When you take a look at dictionary definitions of the word “abundance,” you immediately see a focus on quantity.  Abundance means “a great many” or “a large supply” or “a plentiful amount.”  At this point in life, however, I am inclined to understand abundance in terms of quality, rather than quantity.  When Jesus says “I came that you might have abundant life,” the quote (more or less) on which our discussion question is based, I don’t think he was speaking in terms of numbers of years or quantities of financial wealth.

Three things come to mind when I think of abundant living.  Preeminent among them is joy ~ a deep and abiding joy, gladness, gratefulness, in and for life, regardless of one’s circumstances.

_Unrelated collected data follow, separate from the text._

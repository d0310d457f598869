//! Common utilities for the uplift command line interface.

use std::fs;
use std::path::{Path, PathBuf};

pub mod args;
pub mod output;
pub mod translate;

/// Collects translatable inputs under a path: a single file, or every
/// `.h`/`.m` file in a directory tree. The list is sorted so runs are
/// deterministic regardless of directory iteration order.
///
/// # Example
/// ```
/// use uplift::collect_inputs;
/// let dir = std::env::temp_dir().join("uplift-doc-inputs");
/// std::fs::create_dir_all(&dir).unwrap();
/// std::fs::write(dir.join("A.m"), "// a").unwrap();
/// std::fs::write(dir.join("notes.txt"), "skip").unwrap();
/// let inputs = collect_inputs(&dir).unwrap();
/// assert_eq!(inputs.len(), 1);
/// ```
pub fn collect_inputs(root: &Path) -> anyhow::Result<Vec<PathBuf>> {
    let mut inputs = Vec::new();
    if root.is_file() {
        if parsers::detect_kind(root).is_some() {
            inputs.push(root.to_path_buf());
        }
        return Ok(inputs);
    }
    let mut stack = vec![root.to_path_buf()];
    while let Some(dir) = stack.pop() {
        for entry in fs::read_dir(&dir)? {
            let entry = entry?;
            let path = entry.path();
            if path.is_dir() {
                stack.push(path);
            } else if parsers::detect_kind(&path).is_some() {
                inputs.push(path);
            }
        }
    }
    inputs.sort();
    Ok(inputs)
}
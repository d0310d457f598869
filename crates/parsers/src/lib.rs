//! Objective-C front-end and lowering for the uplift translator.
//!
//! The crate turns source text into rule-tagged parse contexts, then lowers
//! those contexts into the intention graph and its Swift-shaped bodies. The
//! front-end never fails: regions it cannot shape surface as unknown
//! contexts and, after lowering, as unknown statements that preserve the
//! original text.

use anyhow::Context as _;
use ir::{IntentionGraph, IntentionId};
use serde::Serialize;
use std::fs;
use std::path::Path;
use tracing::debug;

pub mod context;
pub mod grammar;
pub mod lowering;
pub mod typemap;

pub use context::{ParseContext, Rule};
pub use lowering::{
    collect_known_names, lower_translation_unit, read_compound, read_statement, LoweringContext,
};
pub use typemap::TypeMapperContext;

/// Counters reported by the driver after a front-end sweep.
#[derive(Debug, Default, Serialize)]
pub struct FrontendMetrics {
    pub files_parsed: usize,
    pub types_lowered: usize,
    pub unknown_regions: usize,
}

/// Determines whether a path is translatable input: `.h` headers and `.m`
/// implementations.
///
/// # Example
/// ```
/// use parsers::detect_kind;
/// use std::path::Path;
/// assert_eq!(detect_kind(Path::new("Person.h")), Some(true));
/// assert_eq!(detect_kind(Path::new("Person.m")), Some(false));
/// assert_eq!(detect_kind(Path::new("notes.txt")), None);
/// ```
pub fn detect_kind(path: &Path) -> Option<bool> {
    match path.extension()?.to_str()? {
        "h" => Some(true),
        "m" | "mm" => Some(false),
        _ => None,
    }
}

/// Parses source text into a translation-unit context. Never fails.
pub fn parse_source(source: &str, file: &str) -> ParseContext {
    grammar::parse_translation_unit(source, file)
}

/// Reads and parses a file, skipping paths that are not Objective-C input.
pub fn parse_file(path: &Path) -> anyhow::Result<Option<(ParseContext, bool)>> {
    let Some(is_header) = detect_kind(path) else {
        return Ok(None);
    };
    debug!(file = %path.display(), is_header, "parsing file");
    let content = fs::read_to_string(path)
        .with_context(|| format!("failed to read file: {}", path.display()))?;
    let unit = parse_source(&content, &path.to_string_lossy());
    Ok(Some((unit, is_header)))
}

/// Parses and lowers a source string straight into the graph; the
/// convenience entry used by tests and single-file tools.
pub fn lower_source(
    graph: &mut IntentionGraph,
    source: &str,
    file: &str,
    is_header: bool,
    mapper: &TypeMapperContext,
) -> IntentionId {
    let unit = parse_source(source, file);
    let lc = LoweringContext::new(file, is_header, mapper);
    lower_translation_unit(graph, &unit, &lc)
}

/// Counts unknown contexts in a parse tree, for metrics.
pub fn count_unknown_regions(ctx: &ParseContext) -> usize {
    let own = usize::from(ctx.rule == Rule::Unknown);
    own + ctx.children.iter().map(count_unknown_regions).sum::<usize>()
}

The second is care for or service to others.  The richest depths of life are mined when we care about others and act for them ~ whether that care and action involves taking a plate of home-baked cookies to a homebound neighbor, or heading to Congress to advocate for legislation, or something in between.

And finally, abundant living is found when our individual gifts are engaged to the fullest.  It’s not possible to live abundantly, no matter the size of your stock portfolio, if you are miserable in the work you do, or a poor fit for the environment in which you find yourself.

I am pretty sure that these three things apply to abundant life for an individual or an entity, such as a family or a business . . .  or a church.  I think I’ll try to follow through on my writing resolution by exploring them one at a time over the next couple of weeks.